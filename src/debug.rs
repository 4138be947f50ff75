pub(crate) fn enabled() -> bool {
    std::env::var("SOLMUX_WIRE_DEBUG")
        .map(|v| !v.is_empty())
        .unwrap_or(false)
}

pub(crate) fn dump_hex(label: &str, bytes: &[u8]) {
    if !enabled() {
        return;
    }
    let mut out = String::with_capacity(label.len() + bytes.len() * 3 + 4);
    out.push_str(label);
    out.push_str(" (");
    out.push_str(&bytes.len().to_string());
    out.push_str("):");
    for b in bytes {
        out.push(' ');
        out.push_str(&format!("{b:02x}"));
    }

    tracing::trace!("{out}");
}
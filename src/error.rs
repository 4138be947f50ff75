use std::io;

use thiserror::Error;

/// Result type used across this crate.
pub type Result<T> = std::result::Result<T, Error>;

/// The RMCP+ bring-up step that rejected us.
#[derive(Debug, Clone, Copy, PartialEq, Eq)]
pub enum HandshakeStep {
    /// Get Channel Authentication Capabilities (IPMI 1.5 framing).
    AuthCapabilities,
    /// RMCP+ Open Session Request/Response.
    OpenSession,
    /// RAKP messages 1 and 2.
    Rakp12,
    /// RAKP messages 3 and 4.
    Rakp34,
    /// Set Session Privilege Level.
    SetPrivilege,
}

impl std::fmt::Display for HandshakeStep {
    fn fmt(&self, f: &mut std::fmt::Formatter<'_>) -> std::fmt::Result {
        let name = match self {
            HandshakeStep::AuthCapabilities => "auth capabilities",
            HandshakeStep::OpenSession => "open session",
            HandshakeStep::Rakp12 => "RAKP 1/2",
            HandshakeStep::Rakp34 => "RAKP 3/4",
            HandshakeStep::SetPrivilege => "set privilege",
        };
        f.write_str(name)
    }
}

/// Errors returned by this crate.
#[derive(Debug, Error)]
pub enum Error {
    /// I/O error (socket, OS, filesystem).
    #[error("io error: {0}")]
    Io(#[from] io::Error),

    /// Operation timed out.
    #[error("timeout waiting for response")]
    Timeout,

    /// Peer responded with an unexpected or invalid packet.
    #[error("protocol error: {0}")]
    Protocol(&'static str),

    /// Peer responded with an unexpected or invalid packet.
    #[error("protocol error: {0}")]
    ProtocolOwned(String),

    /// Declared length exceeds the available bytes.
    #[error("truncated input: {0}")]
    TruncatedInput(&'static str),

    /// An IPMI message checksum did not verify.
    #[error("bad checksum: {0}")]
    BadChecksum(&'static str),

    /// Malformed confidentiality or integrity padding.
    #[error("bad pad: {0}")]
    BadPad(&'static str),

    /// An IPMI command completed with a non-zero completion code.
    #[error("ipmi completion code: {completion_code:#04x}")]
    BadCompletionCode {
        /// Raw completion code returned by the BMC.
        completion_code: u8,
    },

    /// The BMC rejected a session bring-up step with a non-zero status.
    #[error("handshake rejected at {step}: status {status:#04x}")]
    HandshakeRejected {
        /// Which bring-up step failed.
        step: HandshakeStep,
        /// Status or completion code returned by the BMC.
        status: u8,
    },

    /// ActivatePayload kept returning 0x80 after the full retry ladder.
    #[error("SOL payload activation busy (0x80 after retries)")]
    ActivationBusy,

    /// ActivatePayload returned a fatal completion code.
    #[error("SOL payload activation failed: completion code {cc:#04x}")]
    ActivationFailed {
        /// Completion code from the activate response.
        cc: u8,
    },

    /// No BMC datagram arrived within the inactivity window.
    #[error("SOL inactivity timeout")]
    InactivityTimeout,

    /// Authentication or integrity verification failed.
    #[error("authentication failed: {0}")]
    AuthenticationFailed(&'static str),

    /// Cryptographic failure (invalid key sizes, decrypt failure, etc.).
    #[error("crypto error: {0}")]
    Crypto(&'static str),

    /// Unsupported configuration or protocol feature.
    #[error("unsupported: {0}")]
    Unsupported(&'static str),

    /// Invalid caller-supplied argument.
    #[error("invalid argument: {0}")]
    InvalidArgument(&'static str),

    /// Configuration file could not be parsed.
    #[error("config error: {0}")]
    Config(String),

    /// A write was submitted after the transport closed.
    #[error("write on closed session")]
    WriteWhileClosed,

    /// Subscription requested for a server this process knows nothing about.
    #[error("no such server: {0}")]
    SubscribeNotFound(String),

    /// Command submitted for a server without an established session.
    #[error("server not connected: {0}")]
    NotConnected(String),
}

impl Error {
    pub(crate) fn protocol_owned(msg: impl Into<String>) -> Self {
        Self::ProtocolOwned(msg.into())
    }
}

+-------+

Task objective >>
All of the data above needs to be written out exactly.

Result >>
filename src/debug.rs
repository 4138be947f50ff75
pub(crate) fn enabled() -> bool {
    std::env::var("SOLMUX_WIRE_DEBUG")
        .map(|v| !v.is_empty())
        .unwrap_or(false)
}

pub(crate) fn dump_hex(label: &str, bytes: &[u8]) {
    if !enabled() {
        return;
    }
    let mut out = String::with_capacity(label.len() + bytes.len() * 3 + 4);
    out.push_str(label);
    out.push_str(" (");
    out.push_str(&bytes.len().to_string());
    out.push_str("):");
    for b in bytes {
        out.push(' ');
        out.push_str(&format!("{b:02x}"));
    }

    tracing::trace!("{out}");
}
filename src/error.rs
repository 4138be947f50ff75
use std::io;

use thiserror::Error;

/// Result type used across this crate.
pub type Result<T> = std::result::Result<T, Error>;

/// The RMCP+ bring-up step that rejected us.
#[derive(Debug, Clone, Copy, PartialEq, Eq)]
pub enum HandshakeStep {
    /// Get Channel Authentication Capabilities (IPMI 1.5 framing).
    AuthCapabilities,
    /// RMCP+ Open Session Request/Response.
    OpenSession,
    /// RAKP messages 1 and 2.
    Rakp12,
    /// RAKP messages 3 and 4.
    Rakp34,
    /// Set Session Privilege Level.
    SetPrivilege,
}

impl std::fmt::Display for HandshakeStep {
    fn fmt(&self, f: &mut std::fmt::Formatter<'_>) -> std::fmt::Result {
        let name = match self {
            HandshakeStep::AuthCapabilities => "auth capabilities",
            HandshakeStep::OpenSession => "open session",
            HandshakeStep::Rakp12 => "RAKP 1/2",
            HandshakeStep::Rakp34 => "RAKP 3/4",
            HandshakeStep::SetPrivilege => "set privilege",
        };
        f.write_str(name)
    }
}

/// Errors returned by this crate.
#[derive(Debug, Error)]
pub enum Error {
    /// I/O error (socket, OS, filesystem).
    #[error("io error: {0}")]
    Io(#[from] io::Error),

    /// Operation timed out.
    #[error("timeout waiting for response")]
    Timeout,

    /// Peer responded with an unexpected or invalid packet.
    #[error("protocol error: {0}")]
    Protocol(&'static str),

    /// Peer responded with an unexpected or invalid packet.
    #[error("protocol error: {0}")]
    ProtocolOwned(String),

    /// Declared length exceeds the available bytes.
    #[error("truncated input: {0}")]
    TruncatedInput(&'static str),

    /// An IPMI message checksum did not verify.
    #[error("bad checksum: {0}")]
    BadChecksum(&'static str),

    /// Malformed confidentiality or integrity padding.
    #[error("bad pad: {0}")]
    BadPad(&'static str),

    /// An IPMI command completed with a non-zero completion code.
    #[error("ipmi completion code: {completion_code:#04x}")]
    BadCompletionCode {
        /// Raw completion code returned by the BMC.
        completion_code: u8,
    },

    /// The BMC rejected a session bring-up step with a non-zero status.
    #[error("handshake rejected at {step}: status {status:#04x}")]
    HandshakeRejected {
        /// Which bring-up step failed.
        step: HandshakeStep,
        /// Status or completion code returned by the BMC.
        status: u8,
    },

    /// ActivatePayload kept returning 0x80 after the full retry ladder.
    #[error("SOL payload activation busy (0x80 after retries)")]
    ActivationBusy,

    /// ActivatePayload returned a fatal completion code.
    #[error("SOL payload activation failed: completion code {cc:#04x}")]
    ActivationFailed {
        /// Completion code from the activate response.
        cc: u8,
    },

    /// No BMC datagram arrived within the inactivity window.
    #[error("SOL inactivity timeout")]
    InactivityTimeout,

    /// Authentication or integrity verification failed.
    #[error("authentication failed: {0}")]
    AuthenticationFailed(&'static str),

    /// Cryptographic failure (invalid key sizes, decrypt failure, etc.).
    #[error("crypto error: {0}")]
    Crypto(&'static str),

    /// Unsupported configuration or protocol feature.
    #[error("unsupported: {0}")]
    Unsupported(&'static str),

    /// Invalid caller-supplied argument.
    #[error("invalid argument: {0}")]
    InvalidArgument(&'static str),

    /// Configuration file could not be parsed.
    #[error("config error: {0}")]
    Config(String),

    /// A write was submitted after the transport closed.
    #[error("write on closed session")]
    WriteWhileClosed,

    /// Subscription requested for a server this process knows nothing about.
    #[error("no such server: {0}")]
    SubscribeNotFound(String),

    /// Command submitted for a server without an established session.
    #[error("server not connected: {0}")]
    NotConnected(String),
}

impl Error {
    pub(crate) fn protocol_owned(msg: impl Into<String>) -> Self {
        Self::ProtocolOwned(msg.into())
    }
}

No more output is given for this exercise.